La course continuait pendant que l’équipe tentait de se remettre du choc. Et Michael Schumacher, l’équipier de Jos Verstappen, était deuxième, prêt à s’arrêter à son tour.

 

 

« Nous nous aspergions là où ça piquait un peu », poursuit Paul. « Puis Joan Villadelprat [directeur de l’équipe] est venu nous demander “Michael arrive, est-ce que vous ferez l’arrêt au stand ?” Nous avons répondu “Ouais, d’accord” avant de réenfiler nos combinaisons. Nous nous préparions quand Michael a dit à la radio que son moteur avait lâché et qu’il allait abandonner. Nous n’avons donc pas eu besoin de ressortir. »

 

 

Jos Verstappen s’en sortait avec des blessures légères, tout comme les membres de l’équipe.

 

 

« Je n’avais que des brûlures légères au visage et à l’arrière des jambes », détaille Paul. « J’avais les cheveux un peu carbonisés, et c’est tout. J’ai eu de la chance. Nous n’étions que trois à aller au centre médical : Simon Morley, Wayne Bennett et moi. Wayne avait une brûlure à la cheville puisqu’il n’avait pas de chaussettes ignifugées. Simon en avait une au visage comme la flamme s’est engouffrée dans son casque alors qu’il faisait le plein. Nous avons été emmenés dans la salle de bain du centre médical. Simon et moi étions dans un baignoire pour partager la douche et refroidir nos brûlures. Wayne était un peu frustré comme sa cheville lui faisait vraiment mal. Il a fini par mettre son pied dans les toilettes et a tiré la chasse pour essayer de se rafraîchir ! »

 

 

Tous ont ensuite eu le temps de faire le point avant la course suivante en Hongrie.

 

 

« La bonne nouvelle était l’abandon de Michael dans la foulée, car nous devions encore faire un autre arrêt au stand », explique Martin. « L’impact psychologique aurait pu être pire.
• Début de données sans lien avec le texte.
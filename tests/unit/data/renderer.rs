use super::*;

struct Bare;

impl LayerRenderer for Bare {
    fn name(&self) -> &str {
        "bare"
    }

    fn subscriptions(&self) -> &[String] {
        &[]
    }

    fn render(
        &mut self,
        _scene: &mut Scene,
        _parent: NodeId,
        _view: &Dataset,
        _options: &OptionValues,
    ) -> anyhow::Result<()> {
        Ok(())
    }
}

#[test]
fn option_values_parse_untagged_json() {
    let values: OptionValues =
        serde_json::from_str(r#"{"labels": true, "opacity": 0.5, "mode": "heat"}"#).unwrap();
    assert!(values.flag("labels"));
    assert!(!values.flag("opacity"));
    assert!(!values.flag("missing"));
    assert_eq!(values.get("opacity"), Some(&OptionValue::Number(0.5)));
    assert_eq!(values.get("mode"), Some(&OptionValue::Text("heat".to_string())));
    assert_eq!(values.len(), 3);
}

#[test]
fn flag_option_defaults() {
    let opt = RendererOption::flag("labels", "Show labels", false);
    assert_eq!(opt.default, OptionValue::Bool(false));
    let values: OptionValues = [(opt.id.clone(), opt.default.clone())].into_iter().collect();
    assert!(!values.flag("labels"));
}

#[test]
fn default_hooks_are_no_ops() {
    let mut r = Bare;
    let mut scene = Scene::new(crate::scene::node::RenderObject::rect("root", 0.0, 0.0, 1.0, 1.0));
    let root = scene.root();
    assert!(r.options().is_empty());
    r.layer_init(&mut scene, root, &Dataset::new()).unwrap();
    r.on_data_changed(&Dataset::new()).unwrap();
    assert_eq!(r.tooltip(&Dataset::new(), Some("x")).unwrap(), "");
    assert_eq!(scene.len(), 1);
}
use std::collections::BTreeMap;

/// Attribute values of one row.
pub type Row = BTreeMap<String, serde_json::Value>;

/// Tabular result of a fetch, keyed by a stable row identifier.
///
/// Row identifiers are unique; building from rows that repeat an identifier keeps the last
/// occurrence.
#[derive(Clone, Debug, Default, PartialEq, serde::Serialize, serde::Deserialize)]
#[serde(transparent)]
pub struct Dataset {
    rows: BTreeMap<String, Row>,
}

impl Dataset {
    pub fn new() -> Self {
        Self::default()
    }

    /// Collect `(id, row)` pairs; a repeated id replaces the earlier row.
    pub fn from_rows<I, K>(rows: I) -> Self
    where
        I: IntoIterator<Item = (K, Row)>,
        K: Into<String>,
    {
        let mut out = Self::new();
        for (id, row) in rows {
            out.insert(id, row);
        }
        out
    }

    /// Parse a JSON object of `{ "<id>": { "<attr>": value, ... }, ... }`.
    pub fn from_json_str(s: &str) -> anyhow::Result<Self> {
        Ok(serde_json::from_str(s)?)
    }

    /// Insert or replace the row `id`.
    pub fn insert(&mut self, id: impl Into<String>, row: Row) {
        self.rows.insert(id.into(), row);
    }

    /// Set one attribute, creating the row when needed.
    pub fn set(&mut self, id: impl Into<String>, attr: impl Into<String>, value: impl Into<serde_json::Value>) {
        self.rows
            .entry(id.into())
            .or_default()
            .insert(attr.into(), value.into());
    }

    pub fn get(&self, id: &str) -> Option<&Row> {
        self.rows.get(id)
    }

    pub fn value(&self, id: &str, attr: &str) -> Option<&serde_json::Value> {
        self.rows.get(id).and_then(|r| r.get(attr))
    }

    /// Numeric attribute, `None` when missing or not a number.
    pub fn number(&self, id: &str, attr: &str) -> Option<f64> {
        self.value(id, attr).and_then(serde_json::Value::as_f64)
    }

    pub fn contains(&self, id: &str) -> bool {
        self.rows.contains_key(id)
    }

    pub fn len(&self) -> usize {
        self.rows.len()
    }

    pub fn is_empty(&self) -> bool {
        self.rows.is_empty()
    }

    /// Row identifiers in order.
    pub fn ids(&self) -> impl Iterator<Item = &str> {
        self.rows.keys().map(String::as_str)
    }

    pub fn iter(&self) -> impl Iterator<Item = (&str, &Row)> {
        self.rows.iter().map(|(k, v)| (k.as_str(), v))
    }
}

/// Merge subscribed datasets into one view over the coordinate domain.
///
/// `parts` are applied in order and a later part overwrites earlier values cell by cell.
/// Only identifiers present in `domain` appear in the result, and every one of them does,
/// even when no part describes it.
pub fn merge_views<'a>(
    domain: &Dataset,
    parts: impl IntoIterator<Item = &'a Dataset>,
) -> Dataset {
    let mut rows: BTreeMap<String, Row> = domain.ids().map(|id| (id.to_string(), Row::new())).collect();
    for part in parts {
        for (id, row) in part.iter() {
            let Some(merged) = rows.get_mut(id) else {
                continue;
            };
            for (attr, value) in row {
                merged.insert(attr.clone(), value.clone());
            }
        }
    }
    Dataset { rows }
}

#[cfg(test)]
#[path = "../../tests/unit/data/dataset.rs"]
mod tests;
use std::panic::{AssertUnwindSafe, catch_unwind};
use std::path::Path;
use std::sync::atomic::{AtomicBool, Ordering};
use std::sync::{Arc, Mutex, MutexGuard};
use std::thread::JoinHandle;

use crate::control::controller::{Controller, ControllerConfig, check_interval, pause_for};
use crate::control::executor::panic_message;
use crate::data::renderer::OptionValues;
use crate::draw::transport::SurfaceTransport;
use crate::foundation::core::{Seconds, now_secs};
use crate::foundation::error::{LiveCanvasError, LiveCanvasResult};
use crate::session::viewer::{Viewer, ViewerConfig};

/// Session settings: scheduler, viewers, and the pace of the viewer loops.
#[derive(Clone, Debug, PartialEq, serde::Serialize, serde::Deserialize)]
#[serde(default)]
pub struct EngineConfig {
    pub controller: ControllerConfig,
    pub viewer: ViewerConfig,
    /// Seconds between frame refreshes.
    pub refresh_interval: Seconds,
    /// Seconds between hover checks.
    pub tooltip_interval: Seconds,
    /// Seconds between property panel refreshes.
    pub property_interval: Seconds,
    /// Seconds between source status refreshes.
    pub status_interval: Seconds,
}

impl Default for EngineConfig {
    fn default() -> Self {
        Self {
            controller: ControllerConfig::default(),
            viewer: ViewerConfig::default(),
            refresh_interval: 0.1,
            tooltip_interval: 0.1,
            property_interval: 1.0,
            status_interval: 1.0,
        }
    }
}

impl EngineConfig {
    pub fn from_json_str(s: &str) -> LiveCanvasResult<Self> {
        let cfg: Self = serde_json::from_str(s)
            .map_err(|e| LiveCanvasError::config(format!("invalid engine config: {e}")))?;
        cfg.validate()?;
        Ok(cfg)
    }

    pub fn from_json_file(path: impl AsRef<Path>) -> LiveCanvasResult<Self> {
        let path = path.as_ref();
        let text = std::fs::read_to_string(path)
            .map_err(|e| LiveCanvasError::config(format!("{}: {e}", path.display())))?;
        Self::from_json_str(&text)
    }

    pub fn validate(&self) -> LiveCanvasResult<()> {
        self.controller.validate()?;
        self.viewer.validate()?;
        check_interval("refresh_interval", self.refresh_interval)?;
        check_interval("tooltip_interval", self.tooltip_interval)?;
        check_interval("property_interval", self.property_interval)?;
        check_interval("status_interval", self.status_interval)
    }
}

/// State shared by the engine loops. Locks are always taken controller first.
struct Shared {
    config: EngineConfig,
    controller: Arc<Mutex<Controller>>,
    viewers: Mutex<Vec<Viewer>>,
    shutdown: Arc<AtomicBool>,
}

impl Shared {
    fn lock_controller(&self) -> LiveCanvasResult<MutexGuard<'_, Controller>> {
        self.controller
            .lock()
            .map_err(|_| LiveCanvasError::poisoned("controller"))
    }

    fn lock_viewers(&self) -> LiveCanvasResult<MutexGuard<'_, Vec<Viewer>>> {
        self.viewers
            .lock()
            .map_err(|_| LiveCanvasError::poisoned("viewers"))
    }

    fn refresh_all(&self, t: Seconds) -> LiveCanvasResult<usize> {
        let mut controller = self.lock_controller()?;
        let mut viewers = self.lock_viewers()?;
        let mut failed = 0;
        for viewer in viewers.iter_mut() {
            // a panicking trajectory handler must not poison the shared locks
            let outcome = catch_unwind(AssertUnwindSafe(|| viewer.refresh(&mut controller, t)))
                .unwrap_or_else(|panic| {
                    Err(LiveCanvasError::Other(anyhow::anyhow!(
                        "refresh panicked: {}",
                        panic_message(panic.as_ref())
                    )))
                });
            if let Err(e) = outcome {
                tracing::error!(viewer = viewer.name(), error = %e, "refresh failed, retrying next tick");
                failed += 1;
            }
        }
        Ok(failed)
    }

    fn panels_all(&self, t: Seconds, properties: bool, status: bool) -> LiveCanvasResult<usize> {
        let controller = self.lock_controller()?;
        let mut viewers = self.lock_viewers()?;
        let mut failed = 0;
        for viewer in viewers.iter_mut() {
            let mut outcome = viewer.check_hover(&controller, t).map(|_| ());
            if properties {
                outcome = outcome.and_then(|()| viewer.refresh_properties(&controller));
            }
            if status {
                outcome = outcome.and_then(|()| viewer.refresh_status(&controller, t));
            }
            if let Err(e) = outcome {
                tracing::warn!(viewer = viewer.name(), error = %e, "panel update failed");
                failed += 1;
            }
        }
        Ok(failed)
    }

    fn refresh_loop(&self) -> LiveCanvasResult<()> {
        while !self.shutdown.load(Ordering::Acquire) {
            self.refresh_all(now_secs())?;
            pause_for(self.config.refresh_interval, &self.shutdown);
        }
        Ok(())
    }

    fn panel_loop(&self) -> LiveCanvasResult<()> {
        let mut last_properties = 0.0;
        let mut last_status = 0.0;
        while !self.shutdown.load(Ordering::Acquire) {
            let t = now_secs();
            let properties = t - last_properties >= self.config.property_interval;
            let status = t - last_status >= self.config.status_interval;
            self.panels_all(t, properties, status)?;
            if properties {
                last_properties = t;
            }
            if status {
                last_status = t;
            }
            pause_for(self.config.tooltip_interval, &self.shutdown);
        }
        Ok(())
    }
}

/// A running session: one controller, any number of viewers, and the three loops driving
/// them (scheduler, frame refresh, hover and panels).
pub struct Engine {
    shared: Arc<Shared>,
    threads: Vec<JoinHandle<LiveCanvasResult<()>>>,
}

impl std::fmt::Debug for Engine {
    fn fmt(&self, f: &mut std::fmt::Formatter<'_>) -> std::fmt::Result {
        f.debug_struct("Engine")
            .field("config", &self.shared.config)
            .field("threads", &self.threads.len())
            .finish()
    }
}

impl Engine {
    pub fn new(config: EngineConfig, controller: Controller) -> LiveCanvasResult<Self> {
        config.validate()?;
        Ok(Self {
            shared: Arc::new(Shared {
                config,
                controller: Arc::new(Mutex::new(controller)),
                viewers: Mutex::new(Vec::new()),
                shutdown: Arc::new(AtomicBool::new(false)),
            }),
            threads: Vec::new(),
        })
    }

    pub fn config(&self) -> &EngineConfig {
        &self.shared.config
    }

    /// Shared controller handle, for registrations and inspection while running.
    pub fn controller(&self) -> Arc<Mutex<Controller>> {
        Arc::clone(&self.shared.controller)
    }

    pub fn shutdown_flag(&self) -> Arc<AtomicBool> {
        Arc::clone(&self.shared.shutdown)
    }

    /// Connect a surface and build its scene.
    pub fn add_viewer(
        &self,
        name: impl Into<String>,
        transport: Box<dyn SurfaceTransport>,
    ) -> LiveCanvasResult<()> {
        let mut viewer = Viewer::new(name, self.shared.config.viewer.clone(), transport)?;
        let mut controller = self.shared.lock_controller()?;
        viewer.on_ready(&mut controller)?;
        self.shared.lock_viewers()?.push(viewer);
        Ok(())
    }

    /// Disconnect a viewer, returning whether it existed.
    pub fn remove_viewer(&self, name: &str) -> LiveCanvasResult<bool> {
        let mut viewers = self.shared.lock_viewers()?;
        let before = viewers.len();
        viewers.retain(|v| v.name() != name);
        Ok(viewers.len() != before)
    }

    pub fn viewer_count(&self) -> LiveCanvasResult<usize> {
        Ok(self.shared.lock_viewers()?.len())
    }

    /// Forward a pointer release to the named viewer.
    pub fn pointer_up(&self, viewer: &str, button: u16) -> LiveCanvasResult<()> {
        let controller = self.shared.lock_controller()?;
        let mut viewers = self.shared.lock_viewers()?;
        let v = viewers
            .iter_mut()
            .find(|v| v.name() == viewer)
            .ok_or_else(|| unknown_viewer(viewer))?;
        v.on_pointer_up(&controller, button, now_secs())
    }

    /// Current option values of the named viewer.
    pub fn options(&self, viewer: &str) -> LiveCanvasResult<OptionValues> {
        let viewers = self.shared.lock_viewers()?;
        let v = viewers
            .iter()
            .find(|v| v.name() == viewer)
            .ok_or_else(|| unknown_viewer(viewer))?;
        Ok(v.options().clone())
    }

    /// Replace the option values of the named viewer; renderers see them on its next refresh.
    pub fn set_options(&self, viewer: &str, values: OptionValues) -> LiveCanvasResult<()> {
        let mut viewers = self.shared.lock_viewers()?;
        let v = viewers
            .iter_mut()
            .find(|v| v.name() == viewer)
            .ok_or_else(|| unknown_viewer(viewer))?;
        v.set_options(values);
        tracing::debug!(viewer, "options updated");
        Ok(())
    }

    /// Refresh every viewer once, returning how many failed.
    pub fn refresh_viewers(&self, t: Seconds) -> LiveCanvasResult<usize> {
        self.shared.refresh_all(t)
    }

    /// Run hover checks and both panel refreshes once, returning how many viewers failed.
    pub fn update_panels(&self, t: Seconds) -> LiveCanvasResult<usize> {
        self.shared.panels_all(t, true, true)
    }

    /// Spawn the scheduler, refresh, and hover threads.
    pub fn start(&mut self) -> LiveCanvasResult<()> {
        if !self.threads.is_empty() {
            return Err(LiveCanvasError::validation("engine already started"));
        }
        self.shared.shutdown.store(false, Ordering::Release);

        let shared = Arc::clone(&self.shared);
        self.spawn("livecanvas-scheduler", move || {
            Controller::run(&shared.controller, &shared.shutdown)
        })?;
        let shared = Arc::clone(&self.shared);
        self.spawn("livecanvas-refresh", move || shared.refresh_loop())?;
        let shared = Arc::clone(&self.shared);
        self.spawn("livecanvas-hover", move || shared.panel_loop())?;

        tracing::info!(threads = self.threads.len(), "engine started");
        Ok(())
    }

    /// Ask every loop to stop after its current iteration.
    pub fn shutdown(&self) {
        self.shared.shutdown.store(true, Ordering::Release);
    }

    /// Wait for the loops to exit, returning the first loop error.
    pub fn join(&mut self) -> LiveCanvasResult<()> {
        let mut first = Ok(());
        for handle in self.threads.drain(..) {
            let name = handle.thread().name().unwrap_or("livecanvas").to_string();
            let outcome = handle.join().unwrap_or_else(|_| {
                Err(LiveCanvasError::validation(format!("{name} thread panicked")))
            });
            if let Err(e) = outcome {
                tracing::error!(thread = %name, error = %e, "loop exited with error");
                if first.is_ok() {
                    first = Err(e);
                }
            }
        }
        tracing::info!("engine stopped");
        first
    }

    fn spawn(
        &mut self,
        name: &str,
        body: impl FnOnce() -> LiveCanvasResult<()> + Send + 'static,
    ) -> LiveCanvasResult<()> {
        let handle = std::thread::Builder::new()
            .name(name.to_string())
            .spawn(body)
            .map_err(|e| LiveCanvasError::Other(e.into()))?;
        self.threads.push(handle);
        Ok(())
    }
}

fn unknown_viewer(name: &str) -> LiveCanvasError {
    LiveCanvasError::validation(format!("unknown viewer '{name}'"))
}

impl Drop for Engine {
    fn drop(&mut self) {
        self.shutdown();
    }
}

#[cfg(test)]
#[path = "../../tests/unit/session/engine.rs"]
mod tests;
Là, nous avons au moins eu quelques semaines pour nous remettre et reprendre. »

 

 

Sans surprise, Simon Morley n’a plus jamais fait de ravitaillement et a été remplacé par Steve Bird, volontaire pour Budapest. Le reste de l’équipe a conservé ses fonctions.

 

 

« C’était un peu étrange après », admet Paul. « Le premier arrêt de la course suivante était assez émouvant à vrai dire. Je me suis ensuite dirigé vers une bouteille d’oxygène avec un casque. Durant l’arrêt, j’étais le seul à en porter un sans être sur le tuyau. Cela permet de marcher dans un incendie avec une réserve d’air d’environ vingt-cinq secondes. Je me suis dit je pourrais au moins aller sortir des gens avec ça si un incident se reproduisait. »

 

 

Trente ans plus tard, Paul travaille toujours à Enstone. Responsable du support technique de l’équipe de course, il est un chaînon essentiel entre les opérations en piste et l’usine, et il fait des apparitions régulières sur les circuits.

 

 

Déjà ses collègues lors des arrêts aux stands en 1994, Andrew Alsworth et Tim Baston sont aussi présents aujoud’hui encore dans l’écurie, respectivement en tant que directeur de l’équipe support de course et coordinateur du showcar.

 

 

Si les ravitaillements en course sont désormais interdits depuis longtemps, Hockenheim a offert une leçon précieuse : en tant que sport, la F1 ne peut jamais accorder trop d’attention à tous les aspects de la sécurité, notamment dans la voie des stands, le garage et le paddock.